While most physicians entered 2022 using telehealth in caring for patients, one-half had decreased use primarily due to seeing more patients in-person mixed with virtual visits, and noting that either the patients or the clinicians themselves preferred to provide care in-person, the AMA found.

Doctors are deploying telehealth across a range of care workflows, shown in the bar chart.

 

 

 

 

 

 

Most frequently, virtual care is being used for treatment or therapy, screening or diagnosis, and follow-up care, by at least 70% of clinicians. One-half of doctors uses telehealth for continuous monitoring of patients,

Overwhelming, medical and chronic disease management are the workflows for telehealth, followed by one-half of physicians using virtual care for specialty visits and 44% for mental and behavioral health.

Urgent care, the historically top use of telemedicine, is deployed by 37% of physicians in this study.

Given these data points, most physicians feel that telehealth allows doctors to provide more comprehensive care, agreed by about 60% of the clinicians. Most doctors also said that virtual care has improved patient satisfaction due to the platform’s access and convenience aspects.

Following patient satisfaction is physician satisfaction with telehealth, which has increased professional satisfaction among over 50% of doctors.

 

 

 

 

 

 

As such, most physicians and clinical organizations are interested in continuing to offer and expand telehealth to their patients. Reasons for doing so, among over 50% of doctors, include:

  • Medical and chronic disease management
  • Mental and behavioral health
  • Specialty care
  • Care coordination and continuity
  • Preventive and primary care
  • Acute, urgent, and same day care, and
  • Hospital or emergency room follow-up.

But not so fast — there remain barriers to offering telehealth, with concerns about the roll-back of COVID-19 waivers, insurance coverage, and payment/reimbursement at the top of that list of obstacles to sustainable virtual care in practice.

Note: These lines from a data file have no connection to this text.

//! Links (or copies) a space's component directories into a build
//! destination. Hardlinks are attempted first since the source tree is
//! immutable once snapshotted; copy is the cross-filesystem fallback.

use std::path::Path;

use walkdir::WalkDir;

use crate::MaterializeError;

pub const COMPONENT_DIRS: &[&str] = &["commands", "skills", "agents", "hooks", "mcp"];

/// Links every `COMPONENT_DIRS` entry present directly under `source`
/// into the matching subdirectory of `dest`. Never mutates `source`.
pub fn link_components(source: &Path, dest: &Path, use_hardlinks: bool) -> Result<Vec<String>, MaterializeError> {
    let mut linked = Vec::new();
    for component in COMPONENT_DIRS {
        let src_dir = source.join(component);
        if !src_dir.is_dir() {
            continue;
        }
        let dest_dir = dest.join(component);
        let files = link_or_copy_tree(&src_dir, &dest_dir, use_hardlinks)?;
        linked.extend(files);
    }
    Ok(linked)
}

/// Recursively mirrors `src` into `dest`, hardlinking each file when
/// possible and falling back to a copy (different filesystem, or
/// `use_hardlinks=false`). Returns the list of files written, relative
/// to `dest`'s parent.
pub fn link_or_copy_tree(src: &Path, dest: &Path, use_hardlinks: bool) -> Result<Vec<String>, MaterializeError> {
    let mut written = Vec::new();
    for entry in WalkDir::new(src).into_iter() {
        let entry = entry.map_err(|e| MaterializeError::Walk { path: src.display().to_string(), source: e })?;
        let rel = entry.path().strip_prefix(src).expect("WalkDir yields children of src");
        let target = dest.join(rel);
        if entry.file_type().is_dir() {
            std::fs::create_dir_all(&target)
                .map_err(|e| MaterializeError::io(target.display(), e))?;
            continue;
        }
        if let Some(parent) = target.parent() {
            std::fs::create_dir_all(parent).map_err(|e| MaterializeError::io(parent.display(), e))?;
        }
        if target.exists() {
            std::fs::remove_file(&target).map_err(|e| MaterializeError::io(target.display(), e))?;
        }
        if use_hardlinks {
            if std::fs::hard_link(entry.path(), &target).is_err() {
                std::fs::copy(entry.path(), &target).map_err(|e| MaterializeError::io(target.display(), e))?;
            }
        } else {
            std::fs::copy(entry.path(), &target).map_err(|e| MaterializeError::io(target.display(), e))?;
        }
        written.push(target.display().to_string());
    }
    Ok(written)
}

#[cfg(test)]
mod tests {
    use super::*;

    #[test]
    fn links_only_recognized_component_directories() {
        let td = tempfile::tempdir().unwrap();
        let source = td.path().join("source");
        let dest = td.path().join("dest");
        std::fs::create_dir_all(source.join("commands")).unwrap();
        std::fs::write(source.join("commands").join("hello.md"), b"# hi").unwrap();
        std::fs::create_dir_all(source.join("not-a-component")).unwrap();
        std::fs::write(source.join("not-a-component").join("x.txt"), b"x").unwrap();

        link_components(&source, &dest, true).unwrap();
        assert!(dest.join("commands").join("hello.md").is_file());
        assert!(!dest.join("not-a-component").exists());
    }

    #[test]
    fn copy_fallback_produces_independent_file_when_hardlinks_disabled() {
        let td = tempfile::tempdir().unwrap();
        let source = td.path().join("source");
        let dest = td.path().join("dest");
        std::fs::create_dir_all(source.join("skills")).unwrap();
        std::fs::write(source.join("skills").join("s.md"), b"content").unwrap();

        link_components(&source, &dest, false).unwrap();
        let copied = dest.join("skills").join("s.md");
        assert_eq!(std::fs::read(&copied).unwrap(), b"content");
    }
}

Cross-state licensure barriers rank lower on the barrier list, with 54% of physicians anticipate being an ongoing challenge for continuing to offer telehealth.

Note that for this research, the AMA polled 2,232 physicians in November and December 2021 to gauge their perspectives on telehealth. (Due to the sample size, the Association advises us to see the data as “directional” and not methodologically statistically significant).

 

 

 

 

 

 

Health Populi’s Hot Points:  Another barrier to physicians’ perceived ability to provide and expand services via telehealth are technology challenges for their patient population, and the digital divide confronting some of their patients.

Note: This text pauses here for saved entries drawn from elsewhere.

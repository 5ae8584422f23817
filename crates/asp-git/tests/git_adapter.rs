use std::fs;

use asp_git::GitAdapter;
use tempfile::tempdir;

fn init_repo_with_commit(dir: &std::path::Path) {
    let git = GitAdapter::new(dir);
    git.init().expect("init");
    fs::write(dir.join("space.toml"), "schema = 1\n").expect("write");
    git.add(".").expect("add");
    // commit identity is required in CI sandboxes with no global config
    std::process::Command::new("git")
        .args(["config", "user.email", "asp@example.com"])
        .current_dir(dir)
        .output()
        .expect("config email");
    std::process::Command::new("git")
        .args(["config", "user.name", "asp"])
        .current_dir(dir)
        .output()
        .expect("config name");
    git.commit("initial").expect("commit");
}

#[test]
fn is_clean_reflects_working_tree() {
    let dir = tempdir().expect("tempdir");
    init_repo_with_commit(dir.path());
    let git = GitAdapter::new(dir.path());
    assert!(git.is_clean().expect("status"));

    fs::write(dir.path().join("space.toml"), "schema = 2\n").expect("write");
    assert!(!git.is_clean().expect("status"));
}

#[test]
fn show_returns_none_for_missing_path() {
    let dir = tempdir().expect("tempdir");
    init_repo_with_commit(dir.path());
    let git = GitAdapter::new(dir.path());
    let head = git.rev_parse("HEAD").expect("rev-parse");
    assert!(git.show(&head, "does-not-exist.toml").unwrap().is_none());
    assert!(git.show(&head, "space.toml").unwrap().is_some());
}

#[test]
fn ls_tree_lists_committed_files() {
    let dir = tempdir().expect("tempdir");
    init_repo_with_commit(dir.path());
    let git = GitAdapter::new(dir.path());
    let entries = git.ls_tree("HEAD", None, true).expect("ls-tree");
    assert!(entries.iter().any(|e| e.path == "space.toml"));
}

The AMA explored the digital divide in some detail, calling it out as, “the biggest barrier to virtual care.”

The bar chart quantifies aspects of the challenge, led by three technology-related barriers: patients’ limited access to technology, limited digital literacy, and limited access to broadband.

As one clinician quoted in the AMA’s report described, “Advancing telehealth without providing patients with the appropriate technology or education to use it leaves those patients behind and widens the gaps.”

 

 

 

 

 

 

 

 

 

 

One of the side-effects of the COVID-19 pandemic was the digital transformation of people — using Zoom for work, going to school from home via Internet connection, attending prayer services to connect with faith communities, taking exercise classes at home in groups, virtually — via tele-exercise whether via the Y, Orangetheory, or a yoga instructor pivoting to online platforms, consumers’ mats stretched out on living room floors.

Those new life-flows were accessible and welcomed by people who had access to the Internet and connectivity via broadband/WiFi, and the hardware and data plans to digitally engage.

While doctors noted to the AMA their top virtual care platform of choice was Zoom, some patients could not meet-up  due to barriers of lacking a smartphone, tablet, or computer device; the ability to pay for connectivity to the Internet; or the know-how to be able to access that well-intentioned “digital front door” to a virtual visit.

As the pandemic exacerbated many risks of social determinants of health like food security and the ability to earn a wage in hospitality or caregiving jobs, so, too, did the public health crisis shine a light on a newer determinant of health: connectivity as a basic human need.

Physicians realize that now, as sure as they may ask patients about their nutrition intake, job security, and ability to get to a doctor’s appointment for an office visit….

Many sessions during #ATA2022 will be addressing various aspects of this challenge: exploring the sustainability of telehealth, best practices, evidence-based case studies, and to be sure, health equity.

Follow the meeting on Twitter at #ATA2022. I know I’ll be paying close attention, keen to learn from the updates and insights.

Kudos and thanks to the AMA for conducting this important research.